# Exercise details
Repeat the entries shown below with every word and mark intact.

━━━━━ Records supplied ━━━━━

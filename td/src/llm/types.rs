//! LLM request/response types.
//!
//! Provider-agnostic: modeled closely on a typical chat-completions wire
//! format, but concrete provider clients are out of scope (spec.md §1).

use serde::{Deserialize, Serialize};

/// Everything needed for one completion call.
#[derive(Debug, Clone)]
pub struct CompletionRequest {
    pub system_prompt: String,
    pub messages: Vec<Message>,
    pub tools: Vec<ToolDefinition>,
    pub max_tokens: u32,
}

#[derive(Debug, Clone, Serialize, Deserialize)]
pub struct Message {
    pub role: Role,
    pub content: MessageContent,
}

impl Message {
    pub fn user(text: impl Into<String>) -> Self {
        Self {
            role: Role::User,
            content: MessageContent::Text(text.into()),
        }
    }

    pub fn assistant(text: impl Into<String>) -> Self {
        Self {
            role: Role::Assistant,
            content: MessageContent::Text(text.into()),
        }
    }
}

#[derive(Debug, Clone, Copy, PartialEq, Eq, Serialize, Deserialize)]
#[serde(rename_all = "lowercase")]
pub enum Role {
    User,
    Assistant,
}

#[derive(Debug, Clone, Serialize, Deserialize)]
#[serde(untagged)]
pub enum MessageContent {
    Text(String),
    Blocks(Vec<ContentBlock>),
}

impl MessageContent {
    pub fn as_text(&self) -> Option<&str> {
        match self {
            MessageContent::Text(text) => Some(text),
            MessageContent::Blocks(_) => None,
        }
    }
}

#[derive(Debug, Clone, Serialize, Deserialize)]
#[serde(tag = "type")]
pub enum ContentBlock {
    #[serde(rename = "text")]
    Text { text: String },
    #[serde(rename = "tool_use")]
    ToolUse {
        id: String,
        name: String,
        input: serde_json::Value,
    },
    #[serde(rename = "tool_result")]
    ToolResult {
        tool_use_id: String,
        content: String,
        #[serde(default)]
        is_error: bool,
    },
}

/// Response from a completion request.
#[derive(Debug, Clone)]
pub struct CompletionResponse {
    pub content: Option<String>,
    pub tool_calls: Vec<ToolCall>,
    pub stop_reason: StopReason,
    pub usage: TokenUsage,
    /// The provider that actually served this call, for token-metrics
    /// splitting without relying on name-based inference alone
    /// (spec.md §9, Open Question on `"unknown"` providers).
    pub provider: String,
    pub model: String,
}

#[derive(Debug, Clone)]
pub struct ToolCall {
    pub id: String,
    pub name: String,
    pub input: serde_json::Value,
}

#[derive(Debug, Clone, Copy, PartialEq, Eq)]
pub enum StopReason {
    EndTurn,
    ToolUse,
    MaxTokens,
    StopSequence,
}

#[derive(Debug, Clone, Default)]
pub struct TokenUsage {
    pub input_tokens: u64,
    pub output_tokens: u64,
    pub cache_read_tokens: u64,
    pub cache_creation_tokens: u64,
}

impl TokenUsage {
    pub fn total(&self) -> u64 {
        self.input_tokens + self.output_tokens
    }
}

/// Tool definition surfaced to an LLM provider.
#[derive(Debug, Clone, Serialize)]
pub struct ToolDefinition {
    pub name: String,
    pub description: String,
    pub input_schema: serde_json::Value,
}

impl ToolDefinition {
    pub fn new(name: impl Into<String>, description: impl Into<String>, input_schema: serde_json::Value) -> Self {
        Self {
            name: name.into(),
            description: description.into(),
            input_schema,
        }
    }
}

/// Streaming chunk for callers that want granular progress (spec.md §3,
/// `RequestContext.on_step`).
#[derive(Debug, Clone)]
pub enum StreamChunk {
    MessageStart { input_tokens: u64 },
    TextDelta { text: String },
    MessageStop { usage: TokenUsage },
}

━━━━━

# Task solution
filename td/src/llm/types.rs
//! LLM request/response types.
//!
//! Provider-agnostic: modeled closely on a typical chat-completions wire
//! format, but concrete provider clients are out of scope (spec.md §1).

use serde::{Deserialize, Serialize};

/// Everything needed for one completion call.
#[derive(Debug, Clone)]
pub struct CompletionRequest {
    pub system_prompt: String,
    pub messages: Vec<Message>,
    pub tools: Vec<ToolDefinition>,
    pub max_tokens: u32,
}

#[derive(Debug, Clone, Serialize, Deserialize)]
pub struct Message {
    pub role: Role,
    pub content: MessageContent,
}

impl Message {
    pub fn user(text: impl Into<String>) -> Self {
        Self {
            role: Role::User,
            content: MessageContent::Text(text.into()),
        }
    }

    pub fn assistant(text: impl Into<String>) -> Self {
        Self {
            role: Role::Assistant,
            content: MessageContent::Text(text.into()),
        }
    }
}

#[derive(Debug, Clone, Copy, PartialEq, Eq, Serialize, Deserialize)]
#[serde(rename_all = "lowercase")]
pub enum Role {
    User,
    Assistant,
}

#[derive(Debug, Clone, Serialize, Deserialize)]
#[serde(untagged)]
pub enum MessageContent {
    Text(String),
    Blocks(Vec<ContentBlock>),
}

impl MessageContent {
    pub fn as_text(&self) -> Option<&str> {
        match self {
            MessageContent::Text(text) => Some(text),
            MessageContent::Blocks(_) => None,
        }
    }
}

#[derive(Debug, Clone, Serialize, Deserialize)]
#[serde(tag = "type")]
pub enum ContentBlock {
    #[serde(rename = "text")]
    Text { text: String },
    #[serde(rename = "tool_use")]
    ToolUse {
        id: String,
        name: String,
        input: serde_json::Value,
    },
    #[serde(rename = "tool_result")]
    ToolResult {
        tool_use_id: String,
        content: String,
        #[serde(default)]
        is_error: bool,
    },
}

/// Response from a completion request.
#[derive(Debug, Clone)]
pub struct CompletionResponse {
    pub content: Option<String>,
    pub tool_calls: Vec<ToolCall>,
    pub stop_reason: StopReason,
    pub usage: TokenUsage,
    /// The provider that actually served this call, for token-metrics
    /// splitting without relying on name-based inference alone
    /// (spec.md §9, Open Question on `"unknown"` providers).
    pub provider: String,
    pub model: String,
}

#[derive(Debug, Clone)]
pub struct ToolCall {
    pub id: String,
    pub name: String,
    pub input: serde_json::Value,
}

#[derive(Debug, Clone, Copy, PartialEq, Eq)]
pub enum StopReason {
    EndTurn,
    ToolUse,
    MaxTokens,
    StopSequence,
}

#[derive(Debug, Clone, Default)]
pub struct TokenUsage {
    pub input_tokens: u64,
    pub output_tokens: u64,
    pub cache_read_tokens: u64,
    pub cache_creation_tokens: u64,
}

impl TokenUsage {
    pub fn total(&self) -> u64 {
        self.input_tokens + self.output_tokens
    }
}

/// Tool definition surfaced to an LLM provider.
#[derive(Debug, Clone, Serialize)]
pub struct ToolDefinition {
    pub name: String,
    pub description: String,
    pub input_schema: serde_json::Value,
}

impl ToolDefinition {
    pub fn new(name: impl Into<String>, description: impl Into<String>, input_schema: serde_json::Value) -> Self {
        Self {
            name: name.into(),
            description: description.into(),
            input_schema,
        }
    }
}

/// Streaming chunk for callers that want granular progress (spec.md §3,
/// `RequestContext.on_step`).
#[derive(Debug, Clone)]
pub enum StreamChunk {
    MessageStart { input_tokens: u64 },
    TextDelta { text: String },
    MessageStop { usage: TokenUsage },
}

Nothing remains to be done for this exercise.